A 5.00g quantity of a diprotic acid was dissolved in water and made up exactly 250 mL. Calculate the molar mass if the acid is 25.0 mL of this solution required 11.1 mL of 1.00 KOH for neutralization. Assume both protons of the acid were titrated.

Answer 1

Answer:

The molar mass of the diprotic acid is 90.10 g/mol.

Explanation:

The acid is 25.0 mL of this solution required 11.1 mL of 1.00 KOH for neutralization.

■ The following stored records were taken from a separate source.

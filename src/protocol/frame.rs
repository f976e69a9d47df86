//! Binary frame protocol with length-prefixed messages
//!
//! Frame format:
//! ```text
//! +----------------+------------------+
//! | length         | payload          |
//! | (4 bytes, BE)  | (variable)       |
//! +----------------+------------------+
//! ```
//!
//! The length prefix counts payload bytes only and must be in
//! `1..=MAX_FRAME_SIZE`. A length of zero or above the cap is a protocol
//! violation: the stream position after a bad prefix cannot be trusted, so
//! the connection must be dropped rather than resynchronized.

use bytes::{BufMut, Bytes, BytesMut};
use tokio::io::{AsyncRead, AsyncReadExt, AsyncWrite, AsyncWriteExt};

use crate::error::{ChatError, Result};

/// Frame header size: 4-byte big-endian payload length
pub const FRAME_HEADER_SIZE: usize = 4;

/// Maximum frame payload size (64 KiB)
pub const MAX_FRAME_SIZE: usize = 65536;

/// Encode a payload into a single contiguous frame buffer
///
/// Broadcast paths call this once and hand the same `Bytes` to every
/// recipient writer.
pub fn encode(payload: &[u8]) -> Result<Bytes> {
    if payload.is_empty() || payload.len() > MAX_FRAME_SIZE {
        return Err(ChatError::oversized_frame(payload.len() as u32));
    }

    let mut buf = BytesMut::with_capacity(FRAME_HEADER_SIZE + payload.len());
    buf.put_u32(payload.len() as u32);
    buf.put_slice(payload);
    Ok(buf.freeze())
}

/// Write one frame: the 4-byte length prefix followed by the payload
///
/// The frame is assembled into one buffer and written with a single
/// `write_all`, so callers holding exclusive access to the writer (the
/// per-session write lock on the server, the client's writer half) never
/// interleave two frames' bytes.
pub async fn write_frame<W>(writer: &mut W, payload: &[u8]) -> Result<()>
where
    W: AsyncWrite + Unpin,
{
    let frame = encode(payload)?;
    writer.write_all(&frame).await?;
    writer.flush().await?;
    Ok(())
}

/// Read exactly one frame and return its payload
///
/// Blocks until 4 header bytes and then the full payload have arrived.
/// Fails with `ChatError::ShortRead` if the stream ends first (this is how
/// an ordinary peer disconnect surfaces) and with `ChatError::OversizedFrame`
/// if the decoded length is zero or above `MAX_FRAME_SIZE`. No partial-frame
/// state is kept across calls.
pub async fn read_frame<R>(reader: &mut R) -> Result<Vec<u8>>
where
    R: AsyncRead + Unpin,
{
    let mut header = [0u8; FRAME_HEADER_SIZE];
    reader.read_exact(&mut header).await.map_err(|e| match e.kind() {
        std::io::ErrorKind::UnexpectedEof => {
            ChatError::short_read("stream ended while reading frame header")
        }
        _ => ChatError::from(e),
    })?;

    let length = u32::from_be_bytes(header);
    if length == 0 || length as usize > MAX_FRAME_SIZE {
        return Err(ChatError::oversized_frame(length));
    }

    let mut payload = vec![0u8; length as usize];
    reader.read_exact(&mut payload).await.map_err(|e| match e.kind() {
        std::io::ErrorKind::UnexpectedEof => {
            ChatError::short_read("stream ended inside frame payload")
        }
        _ => ChatError::from(e),
    })?;

    Ok(payload)
}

$H_2A+2KOH\rightarrow K_2A+2H_2O$

To calculate the concentration of acid, we use the equation given by neutralization reaction:

$n_1M_1V_1=n_2M_2V_2$  ( neutralization )

where,

$n_1,M_1\text{ and }V_1$ are the n-factor, molarity and volume of diprotic acid

$n_2,M_2\text{ and }V_2$ are the n-factor, molarity and volume of base which is KOH.

We are given:

$n_1=2\\M_1=?\\V_1=25 mL\\n_2=1\\M_2=1.00 M\\V_2=11.1 mL$

Putting values in above equation, we get:

$2\times M_1\times 25=1\times 1.00\times 11.1}$

$M_1=\frac{1\times 1.00\times 11.1}{2\times 25}=0.222 M$

Molarity of acid solution = 0.222 M =0.222 mol/L

Volume of original solution = 250 mL = 0.250 L ( 1 mL = 0.001 L)

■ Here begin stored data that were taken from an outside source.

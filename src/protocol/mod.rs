//! Protocol layer for the chat relay
//!
//! This module provides:
//! - Length-prefixed frame encoding/decoding
//! - Message type definitions
//! - Typed codec glue between messages and frames

pub mod codec;
pub mod frame;
pub mod messages;

// Re-export commonly used types
pub use codec::{decode_client, decode_server, encode_message, write_message};
pub use frame::{read_frame, write_frame, FRAME_HEADER_SIZE, MAX_FRAME_SIZE};
pub use messages::{validate_name, ClientMessage, ServerMessage, MAX_NAME_LEN};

Moles of diprotic acid in 0.250 L solution :

$=0.222 mol/L\times 0.250 L=0.0555 mol$

Mass of diprotic acid = m = 5.00 g

$Moles(n)=\frac{mass(m)}{\text{Molar mass(M)}}$

$M=\frac{m}{n}=\frac{5.00 g}{0.0555 mol}=90.10 g/mol$

The molar mass of the diprotic acid is 90.10 g/mol.